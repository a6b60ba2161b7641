use std::path::PathBuf;

use clap::{Parser, Subcommand};

#[derive(Parser)]
#[command(name = "careerhub-api", version, about = "Job catalog HTTP API")]
pub struct Cli {
    #[command(subcommand)]
    pub command: Option<Command>,
}

#[derive(Subcommand)]
pub enum Command {
    /// Serve the HTTP API (default)
    Serve,
    /// Load a JSON array of job documents into the job collection
    Seed {
        /// Path to the converted job documents
        #[arg(short, long)]
        file: PathBuf,
        /// Delete existing jobs before loading
        #[arg(long)]
        replace: bool,
    },
}
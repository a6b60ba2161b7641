mod cmd;
mod config;
mod errors;
mod models;
mod routes;
mod seed;
mod state;
mod store;
mod validation;

use anyhow::Result;
use clap::Parser;
use std::net::SocketAddr;
use tower_http::{cors::CorsLayer, trace::TraceLayer};
use tracing::info;
use tracing_subscriber::{layer::SubscriberExt, util::SubscriberInitExt, EnvFilter};

use crate::cmd::{Cli, Command};
use crate::config::Config;
use crate::routes::build_router;
use crate::state::AppState;
use crate::store::Stores;

#[tokio::main]
async fn main() -> Result<()> {
    let cli = Cli::parse();
    let config = Config::from_env()?;

    // Initialize structured logging
    tracing_subscriber::registry()
        .with(EnvFilter::try_from_default_env().unwrap_or_else(|_| {
            EnvFilter::new(format!("{}={}", env!("CARGO_CRATE_NAME"), &config.rust_log))
        }))
        .with(tracing_subscriber::fmt::layer())
        .init();

    info!("Starting Career Hub API v{}", env!("CARGO_PKG_VERSION"));

    // The store handle lives for the whole process and is shared by every request
    let stores = store::connect(&config).await?;

    match cli.command.unwrap_or(Command::Serve) {
        Command::Serve => serve(stores, config).await,
        Command::Seed { file, replace } => {
            let jobs = seed::load_file(&file).await?;
            info!("Loaded {} jobs from {}", jobs.len(), file.display());
            seed::seed_jobs(stores.jobs.as_ref(), jobs, replace).await?;
            Ok(())
        }
    }
}

async fn serve(stores: Stores, config: Config) -> Result<()> {
    let addr: SocketAddr = format!("0.0.0.0:{}", config.port).parse()?;
    let state = AppState::new(stores, config);

    let app = build_router(state)
        .layer(TraceLayer::new_for_http())
        .layer(CorsLayer::permissive());

    info!("Listening on {addr}");

    let listener = tokio::net::TcpListener::bind(addr).await?;
    axum::serve(listener, app).await?;

    Ok(())
}
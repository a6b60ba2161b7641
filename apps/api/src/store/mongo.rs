use async_trait::async_trait;
use futures_util::TryStreamExt;
use mongodb::bson::{self, doc, oid::ObjectId, Bson, DateTime, Document};
use mongodb::error::{ErrorKind, WriteFailure};
use mongodb::options::{Collation, CollationStrength, FindOneOptions, FindOptions, IndexOptions};
use mongodb::{Client, Collection, IndexModel};
use serde_json::{Map, Value};
use tracing::info;

use super::{CustomerStore, JobStore, StoreError, UpdateOutcome};
use crate::models::job::{IndustryCount, Job, JobField};

/// MongoDB-backed store. The client pools connections internally, so one
/// instance is shared by every request for the life of the process.
pub struct MongoStore {
    jobs: Collection<Job>,
    raw_jobs: Collection<Document>,
    customers: Collection<Document>,
}

impl MongoStore {
    pub async fn connect(
        uri: &str,
        database: &str,
        jobs_collection: &str,
        customers_collection: &str,
    ) -> anyhow::Result<Self> {
        info!("Connecting to MongoDB...");

        let client = Client::with_uri_str(uri).await?;
        client
            .database("admin")
            .run_command(doc! { "ping": 1 }, None)
            .await?;

        let db = client.database(database);
        let store = MongoStore {
            jobs: db.collection(jobs_collection),
            raw_jobs: db.collection(jobs_collection),
            customers: db.collection(customers_collection),
        };

        store
            .jobs
            .create_index(
                IndexModel::builder()
                    .keys(doc! { "job_id": 1 })
                    .options(IndexOptions::builder().unique(true).build())
                    .build(),
                None,
            )
            .await?;

        info!("MongoDB connection established (database: {database})");
        Ok(store)
    }
}

/// Server error code for a unique index violation.
const DUPLICATE_KEY: i32 = 11000;

/// Attempts at picking a fresh `job_id` before giving up under contention.
const ASSIGN_ATTEMPTS: usize = 8;

fn is_duplicate_key(err: &mongodb::error::Error) -> bool {
    matches!(
        err.kind.as_ref(),
        ErrorKind::Write(WriteFailure::WriteError(w)) if w.code == DUPLICATE_KEY
    )
}

/// Locale-aware comparison at secondary strength: case is ignored, base
/// letters and accents are not.
pub fn case_insensitive() -> Collation {
    Collation::builder()
        .locale("en".to_string())
        .strength(CollationStrength::Secondary)
        .build()
}

fn by_job_id() -> Document {
    doc! { "job_id": 1 }
}

pub fn field_filter(field: JobField, term: &str) -> Document {
    let mut filter = Document::new();
    filter.insert(field.path(), term);
    filter
}

/// One condition per skill, joined with `$and`.
pub fn all_skills_filter(skills: &[String]) -> Document {
    let conditions: Vec<Document> = skills
        .iter()
        .map(|s| field_filter(JobField::Skill, s))
        .collect();
    doc! { "$and": conditions }
}

pub fn salary_filter(min: i64, max: i64) -> Document {
    doc! { "average_salary": { "$gte": min, "$lte": max } }
}

pub fn industry_count_pipeline() -> Vec<Document> {
    vec![
        doc! { "$group": { "_id": "$industry.name", "job_count": { "$sum": 1 } } },
        doc! { "$sort": { "job_count": -1, "_id": 1 } },
        doc! { "$project": { "_id": 0, "industry": "$_id", "job_count": 1 } },
    ]
}

pub fn top_paid_sort() -> Document {
    doc! { "average_salary": -1, "job_id": 1 }
}

pub fn birthdate_filter(start: DateTime, end: DateTime, active: Option<bool>) -> Document {
    let mut filter = doc! { "birthdate": { "$gte": start, "$lte": end } };
    if let Some(flag) = active {
        filter.insert("active", flag);
    }
    filter
}

impl MongoStore {
    async fn find_jobs(
        &self,
        filter: Document,
        collation: Option<Collation>,
    ) -> Result<Vec<Job>, StoreError> {
        let options = FindOptions::builder()
            .sort(by_job_id())
            .collation(collation)
            .build();
        let cursor = self.jobs.find(filter, options).await?;
        Ok(cursor.try_collect().await?)
    }
}

#[async_trait]
impl JobStore for MongoStore {
    async fn insert(&self, job: &Job) -> Result<ObjectId, StoreError> {
        let result = match self.jobs.insert_one(job, None).await {
            Ok(result) => result,
            Err(e) if is_duplicate_key(&e) => return Err(StoreError::DuplicateJobId(job.job_id)),
            Err(e) => return Err(e.into()),
        };
        result
            .inserted_id
            .as_object_id()
            .ok_or(StoreError::MissingInsertedId)
    }

    async fn insert_new(
        &self,
        mut job: Job,
        requested: Option<i64>,
    ) -> Result<(ObjectId, i64), StoreError> {
        if let Some(job_id) = requested {
            job.job_id = job_id;
            return Ok((self.insert(&job).await?, job_id));
        }

        // The unique index arbitrates concurrent creates; a loser re-reads the
        // maximum and tries again.
        let mut last = 0;
        for _ in 0..ASSIGN_ATTEMPTS {
            job.job_id = self.max_job_id().await?.map_or(1, |max| max + 1);
            last = job.job_id;
            match self.insert(&job).await {
                Ok(id) => return Ok((id, job.job_id)),
                Err(StoreError::DuplicateJobId(_)) => continue,
                Err(e) => return Err(e),
            }
        }
        Err(StoreError::DuplicateJobId(last))
    }

    async fn max_job_id(&self) -> Result<Option<i64>, StoreError> {
        let options = FindOneOptions::builder()
            .sort(doc! { "job_id": -1 })
            .build();
        Ok(self
            .jobs
            .find_one(doc! {}, options)
            .await?
            .map(|j| j.job_id))
    }

    async fn find_by_job_id(&self, job_id: i64) -> Result<Option<Job>, StoreError> {
        Ok(self.jobs.find_one(doc! { "job_id": job_id }, None).await?)
    }

    async fn find_by_field(&self, field: JobField, term: &str) -> Result<Vec<Job>, StoreError> {
        self.find_jobs(field_filter(field, term), Some(case_insensitive()))
            .await
    }

    async fn find_with_all_skills(&self, skills: &[String]) -> Result<Vec<Job>, StoreError> {
        self.find_jobs(all_skills_filter(skills), Some(case_insensitive()))
            .await
    }

    async fn find_by_salary_range(&self, min: i64, max: i64) -> Result<Vec<Job>, StoreError> {
        self.find_jobs(salary_filter(min, max), None).await
    }

    async fn count_by_industry(&self) -> Result<Vec<IndustryCount>, StoreError> {
        let cursor = self
            .raw_jobs
            .aggregate(industry_count_pipeline(), None)
            .await?;
        let rows: Vec<Document> = cursor.try_collect().await?;
        rows.into_iter()
            .map(|row| bson::from_document(row).map_err(StoreError::from))
            .collect()
    }

    async fn top_paid(&self, limit: i64) -> Result<Vec<Job>, StoreError> {
        let options = FindOptions::builder()
            .sort(top_paid_sort())
            .limit(limit)
            .build();
        let cursor = self.jobs.find(doc! {}, options).await?;
        Ok(cursor.try_collect().await?)
    }

    async fn distinct_companies(&self) -> Result<Vec<String>, StoreError> {
        let values = self.jobs.distinct("company.name", None, None).await?;
        let mut names: Vec<String> = values
            .into_iter()
            .filter_map(|v| match v {
                Bson::String(s) => Some(s),
                _ => None,
            })
            .collect();
        names.sort();
        names.dedup();
        Ok(names)
    }

    async fn update_fields(
        &self,
        job_id: i64,
        fields: &Map<String, Value>,
    ) -> Result<UpdateOutcome, StoreError> {
        let set = bson::to_document(fields)?;
        let result = self
            .jobs
            .update_one(doc! { "job_id": job_id }, doc! { "$set": set }, None)
            .await?;
        Ok(UpdateOutcome {
            matched: result.matched_count,
            modified: result.modified_count,
        })
    }

    async fn delete_by_job_id(&self, job_id: i64) -> Result<u64, StoreError> {
        let result = self.jobs.delete_one(doc! { "job_id": job_id }, None).await?;
        Ok(result.deleted_count)
    }

    async fn clear(&self) -> Result<u64, StoreError> {
        let result = self.jobs.delete_many(doc! {}, None).await?;
        Ok(result.deleted_count)
    }
}

#[async_trait]
impl CustomerStore for MongoStore {
    async fn find_matching(&self, filter: &Document) -> Result<Vec<Document>, StoreError> {
        let cursor = self.customers.find(filter.clone(), None).await?;
        Ok(cursor.try_collect().await?)
    }

    async fn find_by_id(&self, id: ObjectId) -> Result<Option<Document>, StoreError> {
        Ok(self.customers.find_one(doc! { "_id": id }, None).await?)
    }

    async fn insert_many(&self, docs: Vec<Document>) -> Result<Vec<ObjectId>, StoreError> {
        let result = self.customers.insert_many(docs, None).await?;
        let mut ids: Vec<(usize, Bson)> = result.inserted_ids.into_iter().collect();
        ids.sort_by_key(|(idx, _)| *idx);
        ids.into_iter()
            .map(|(_, id)| id.as_object_id().ok_or(StoreError::MissingInsertedId))
            .collect()
    }

    async fn insert_one(&self, doc: Document) -> Result<ObjectId, StoreError> {
        let result = self.customers.insert_one(doc, None).await?;
        result
            .inserted_id
            .as_object_id()
            .ok_or(StoreError::MissingInsertedId)
    }

    async fn update_by_username(
        &self,
        username: &str,
        update: Document,
    ) -> Result<UpdateOutcome, StoreError> {
        let result = self
            .customers
            .update_one(doc! { "username": username }, update, None)
            .await?;
        Ok(UpdateOutcome {
            matched: result.matched_count,
            modified: result.modified_count,
        })
    }

    async fn delete_by_username(&self, username: &str) -> Result<u64, StoreError> {
        let result = self
            .customers
            .delete_one(doc! { "username": username }, None)
            .await?;
        Ok(result.deleted_count)
    }

    async fn find_by_birthdate(
        &self,
        start: DateTime,
        end: DateTime,
        active: Option<bool>,
    ) -> Result<Vec<Document>, StoreError> {
        let cursor = self
            .customers
            .find(birthdate_filter(start, end, active), None)
            .await?;
        Ok(cursor.try_collect().await?)
    }
}

#[cfg(test)]
mod tests {
    use super::*;

    #[test]
    fn test_field_filter_uses_dotted_path() {
        assert_eq!(
            field_filter(JobField::Industry, "Finance"),
            doc! { "industry.name": "Finance" }
        );
        assert_eq!(
            field_filter(JobField::Degree, "phd"),
            doc! { "education_required.level": "phd" }
        );
    }

    #[test]
    fn test_all_skills_filter_is_conjunction_of_single_conditions() {
        let skills = vec!["Python".to_string(), "SQL".to_string()];
        assert_eq!(
            all_skills_filter(&skills),
            doc! { "$and": [
                { "skills_required": "Python" },
                { "skills_required": "SQL" },
            ] }
        );
    }

    #[test]
    fn test_salary_filter_is_closed_interval() {
        assert_eq!(
            salary_filter(80_000, 120_000),
            doc! { "average_salary": { "$gte": 80_000_i64, "$lte": 120_000_i64 } }
        );
    }

    #[test]
    fn test_top_paid_sort_breaks_ties_by_job_id() {
        let sort = top_paid_sort();
        let keys: Vec<&String> = sort.keys().collect();
        assert_eq!(keys, vec!["average_salary", "job_id"]);
        assert_eq!(sort.get_i32("job_id").unwrap(), 1);
    }

    #[test]
    fn test_industry_pipeline_stages() {
        let stages: Vec<String> = industry_count_pipeline()
            .iter()
            .filter_map(|s| s.keys().next().cloned())
            .collect();
        assert_eq!(stages, vec!["$group", "$sort", "$project"]);
    }

    #[test]
    fn test_birthdate_filter_active_optional() {
        let start = DateTime::from_millis(0);
        let end = DateTime::from_millis(1_000);
        assert!(!birthdate_filter(start, end, None).contains_key("active"));
        assert!(birthdate_filter(start, end, Some(true))
            .get_bool("active")
            .unwrap());
    }

    #[test]
    fn test_collation_strength() {
        let c = case_insensitive();
        assert_eq!(c.locale, "en");
        assert!(matches!(c.strength, Some(CollationStrength::Secondary)));
    }
}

▸ **Exercise instructions**:
Reply with nothing but the number of lines in the entries above that hold the string "models".

▸ **Response below**:
2